◆ **Task brief**
Using the data beneath this instruction, retype only the lines from the one that contains "#[cfg(test)]" down to the one that contains "let json: serde_json::Value", both included, exactly as they appear.
--------------------------------------------------
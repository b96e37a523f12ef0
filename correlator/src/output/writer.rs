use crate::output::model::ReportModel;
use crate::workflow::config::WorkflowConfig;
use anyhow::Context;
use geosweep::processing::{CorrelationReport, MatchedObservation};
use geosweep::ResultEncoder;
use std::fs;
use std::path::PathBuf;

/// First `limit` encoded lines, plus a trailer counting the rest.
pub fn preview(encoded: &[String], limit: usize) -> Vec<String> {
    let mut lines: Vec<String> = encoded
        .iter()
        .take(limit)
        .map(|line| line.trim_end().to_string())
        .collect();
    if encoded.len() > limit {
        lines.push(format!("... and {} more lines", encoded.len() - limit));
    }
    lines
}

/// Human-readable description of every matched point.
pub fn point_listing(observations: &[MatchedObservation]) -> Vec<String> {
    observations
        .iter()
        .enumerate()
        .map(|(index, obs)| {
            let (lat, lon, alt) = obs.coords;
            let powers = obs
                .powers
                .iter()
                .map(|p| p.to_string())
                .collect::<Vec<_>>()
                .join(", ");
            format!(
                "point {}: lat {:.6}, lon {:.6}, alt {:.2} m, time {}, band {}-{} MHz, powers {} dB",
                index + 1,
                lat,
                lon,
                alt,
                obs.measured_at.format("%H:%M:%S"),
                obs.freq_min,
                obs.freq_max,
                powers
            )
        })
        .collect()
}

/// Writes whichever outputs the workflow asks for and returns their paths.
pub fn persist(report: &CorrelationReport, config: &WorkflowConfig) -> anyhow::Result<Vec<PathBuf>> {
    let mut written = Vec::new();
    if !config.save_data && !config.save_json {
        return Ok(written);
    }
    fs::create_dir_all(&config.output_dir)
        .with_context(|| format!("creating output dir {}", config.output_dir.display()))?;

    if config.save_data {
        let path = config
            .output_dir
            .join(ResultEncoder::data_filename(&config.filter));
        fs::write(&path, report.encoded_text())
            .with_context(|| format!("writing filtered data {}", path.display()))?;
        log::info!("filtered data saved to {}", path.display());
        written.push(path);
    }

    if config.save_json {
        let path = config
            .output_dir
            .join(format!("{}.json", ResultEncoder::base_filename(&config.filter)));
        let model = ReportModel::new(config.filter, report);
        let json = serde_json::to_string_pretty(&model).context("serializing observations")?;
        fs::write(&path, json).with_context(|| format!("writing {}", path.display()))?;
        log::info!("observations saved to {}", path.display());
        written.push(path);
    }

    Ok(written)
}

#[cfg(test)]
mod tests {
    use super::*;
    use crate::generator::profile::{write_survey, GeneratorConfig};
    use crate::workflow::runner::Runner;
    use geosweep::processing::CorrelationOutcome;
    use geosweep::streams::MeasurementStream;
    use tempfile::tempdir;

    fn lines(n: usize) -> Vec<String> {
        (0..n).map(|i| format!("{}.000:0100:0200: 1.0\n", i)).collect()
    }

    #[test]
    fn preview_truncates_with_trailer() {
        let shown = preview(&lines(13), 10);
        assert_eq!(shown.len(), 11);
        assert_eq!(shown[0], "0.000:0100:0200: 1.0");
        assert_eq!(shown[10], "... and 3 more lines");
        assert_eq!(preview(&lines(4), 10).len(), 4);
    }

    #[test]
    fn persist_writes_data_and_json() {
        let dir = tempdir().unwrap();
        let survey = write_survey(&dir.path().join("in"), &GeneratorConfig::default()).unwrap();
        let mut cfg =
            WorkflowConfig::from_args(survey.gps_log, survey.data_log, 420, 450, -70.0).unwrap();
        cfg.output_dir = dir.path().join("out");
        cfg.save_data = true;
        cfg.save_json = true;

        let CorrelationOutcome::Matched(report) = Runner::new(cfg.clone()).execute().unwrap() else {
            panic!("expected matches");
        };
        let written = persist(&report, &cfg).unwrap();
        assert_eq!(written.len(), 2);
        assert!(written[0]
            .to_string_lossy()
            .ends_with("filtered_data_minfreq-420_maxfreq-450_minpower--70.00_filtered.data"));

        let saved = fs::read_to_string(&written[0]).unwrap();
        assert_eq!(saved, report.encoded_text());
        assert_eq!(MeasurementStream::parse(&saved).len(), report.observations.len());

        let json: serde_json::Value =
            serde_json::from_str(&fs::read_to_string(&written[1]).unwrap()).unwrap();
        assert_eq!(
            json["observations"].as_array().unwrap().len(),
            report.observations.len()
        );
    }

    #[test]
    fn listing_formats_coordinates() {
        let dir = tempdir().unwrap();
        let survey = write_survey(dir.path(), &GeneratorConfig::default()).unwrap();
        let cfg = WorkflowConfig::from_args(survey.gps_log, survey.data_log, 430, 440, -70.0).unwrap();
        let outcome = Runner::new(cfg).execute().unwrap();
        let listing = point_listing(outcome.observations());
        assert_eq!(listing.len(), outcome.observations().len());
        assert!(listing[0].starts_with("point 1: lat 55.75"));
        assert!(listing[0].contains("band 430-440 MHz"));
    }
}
--------------------------------------------------
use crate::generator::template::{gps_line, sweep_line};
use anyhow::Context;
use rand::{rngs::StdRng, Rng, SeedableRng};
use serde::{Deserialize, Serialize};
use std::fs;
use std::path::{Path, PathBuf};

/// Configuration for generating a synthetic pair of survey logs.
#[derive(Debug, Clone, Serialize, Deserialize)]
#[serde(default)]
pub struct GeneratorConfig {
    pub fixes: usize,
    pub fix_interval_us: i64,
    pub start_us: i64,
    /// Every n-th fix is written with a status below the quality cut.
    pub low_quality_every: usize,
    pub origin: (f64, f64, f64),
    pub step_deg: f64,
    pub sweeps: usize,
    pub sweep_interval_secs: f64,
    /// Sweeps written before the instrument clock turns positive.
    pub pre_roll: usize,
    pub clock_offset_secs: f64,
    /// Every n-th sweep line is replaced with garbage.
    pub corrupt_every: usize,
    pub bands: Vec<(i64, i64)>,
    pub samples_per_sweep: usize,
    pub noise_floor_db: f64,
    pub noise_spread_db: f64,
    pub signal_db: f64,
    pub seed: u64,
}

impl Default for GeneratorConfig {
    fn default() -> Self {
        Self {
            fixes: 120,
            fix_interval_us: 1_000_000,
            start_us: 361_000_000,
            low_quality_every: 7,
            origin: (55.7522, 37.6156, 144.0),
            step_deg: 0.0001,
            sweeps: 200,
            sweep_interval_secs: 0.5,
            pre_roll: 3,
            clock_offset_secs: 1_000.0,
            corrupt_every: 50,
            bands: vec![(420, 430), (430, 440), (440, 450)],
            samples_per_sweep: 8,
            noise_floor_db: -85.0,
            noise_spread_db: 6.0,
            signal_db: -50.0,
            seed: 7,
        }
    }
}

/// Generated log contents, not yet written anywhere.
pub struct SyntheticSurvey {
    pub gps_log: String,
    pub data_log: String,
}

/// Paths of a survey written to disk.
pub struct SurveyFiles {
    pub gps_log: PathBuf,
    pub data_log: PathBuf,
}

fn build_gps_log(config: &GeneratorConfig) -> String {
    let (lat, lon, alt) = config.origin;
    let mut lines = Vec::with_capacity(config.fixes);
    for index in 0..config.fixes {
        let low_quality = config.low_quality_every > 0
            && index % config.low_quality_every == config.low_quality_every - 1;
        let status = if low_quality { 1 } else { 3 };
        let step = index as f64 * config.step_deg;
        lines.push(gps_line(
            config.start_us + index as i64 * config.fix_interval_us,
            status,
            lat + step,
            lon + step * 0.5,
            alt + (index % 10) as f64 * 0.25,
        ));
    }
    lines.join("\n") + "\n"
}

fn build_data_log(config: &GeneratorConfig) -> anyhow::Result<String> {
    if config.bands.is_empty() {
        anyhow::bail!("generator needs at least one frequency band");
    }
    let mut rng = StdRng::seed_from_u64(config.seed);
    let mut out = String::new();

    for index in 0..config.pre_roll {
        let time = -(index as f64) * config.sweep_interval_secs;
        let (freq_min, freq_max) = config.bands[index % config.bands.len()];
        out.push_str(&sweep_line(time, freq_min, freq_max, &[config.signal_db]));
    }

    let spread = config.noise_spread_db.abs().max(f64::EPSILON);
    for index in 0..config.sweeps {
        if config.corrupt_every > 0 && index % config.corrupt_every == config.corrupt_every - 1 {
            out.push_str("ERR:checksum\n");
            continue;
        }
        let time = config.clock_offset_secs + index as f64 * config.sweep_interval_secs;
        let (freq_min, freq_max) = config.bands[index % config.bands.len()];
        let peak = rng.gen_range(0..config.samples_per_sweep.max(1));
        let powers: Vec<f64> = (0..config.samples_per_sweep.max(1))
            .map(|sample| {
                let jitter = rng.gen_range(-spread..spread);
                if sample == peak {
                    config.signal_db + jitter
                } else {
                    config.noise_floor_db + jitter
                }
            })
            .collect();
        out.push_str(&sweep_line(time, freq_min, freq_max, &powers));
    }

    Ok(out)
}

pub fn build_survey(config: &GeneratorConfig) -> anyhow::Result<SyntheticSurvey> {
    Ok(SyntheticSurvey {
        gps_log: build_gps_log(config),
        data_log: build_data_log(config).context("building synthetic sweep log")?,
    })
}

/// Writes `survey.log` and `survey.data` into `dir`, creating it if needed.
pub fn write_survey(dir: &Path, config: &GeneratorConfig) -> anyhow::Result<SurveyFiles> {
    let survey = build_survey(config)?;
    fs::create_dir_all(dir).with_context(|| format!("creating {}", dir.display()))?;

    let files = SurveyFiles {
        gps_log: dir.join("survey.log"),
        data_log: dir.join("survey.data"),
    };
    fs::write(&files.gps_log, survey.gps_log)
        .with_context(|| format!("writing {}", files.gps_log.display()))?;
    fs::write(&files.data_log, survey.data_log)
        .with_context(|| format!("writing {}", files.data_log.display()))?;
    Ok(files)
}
--------------------------------------------------
◆ **Answer space**
#[cfg(test)]
mod tests {
    use super::*;
    use crate::generator::profile::{write_survey, GeneratorConfig};
    use crate::workflow::runner::Runner;
    use geosweep::processing::CorrelationOutcome;
    use geosweep::streams::MeasurementStream;
    use tempfile::tempdir;

    fn lines(n: usize) -> Vec<String> {
        (0..n).map(|i| format!("{}.000:0100:0200: 1.0\n", i)).collect()
    }

    #[test]
    fn preview_truncates_with_trailer() {
        let shown = preview(&lines(13), 10);
        assert_eq!(shown.len(), 11);
        assert_eq!(shown[0], "0.000:0100:0200: 1.0");
        assert_eq!(shown[10], "... and 3 more lines");
        assert_eq!(preview(&lines(4), 10).len(), 4);
    }

    #[test]
    fn persist_writes_data_and_json() {
        let dir = tempdir().unwrap();
        let survey = write_survey(&dir.path().join("in"), &GeneratorConfig::default()).unwrap();
        let mut cfg =
            WorkflowConfig::from_args(survey.gps_log, survey.data_log, 420, 450, -70.0).unwrap();
        cfg.output_dir = dir.path().join("out");
        cfg.save_data = true;
        cfg.save_json = true;

        let CorrelationOutcome::Matched(report) = Runner::new(cfg.clone()).execute().unwrap() else {
            panic!("expected matches");
        };
        let written = persist(&report, &cfg).unwrap();
        assert_eq!(written.len(), 2);
        assert!(written[0]
            .to_string_lossy()
            .ends_with("filtered_data_minfreq-420_maxfreq-450_minpower--70.00_filtered.data"));

        let saved = fs::read_to_string(&written[0]).unwrap();
        assert_eq!(saved, report.encoded_text());
        assert_eq!(MeasurementStream::parse(&saved).len(), report.observations.len());

        let json: serde_json::Value =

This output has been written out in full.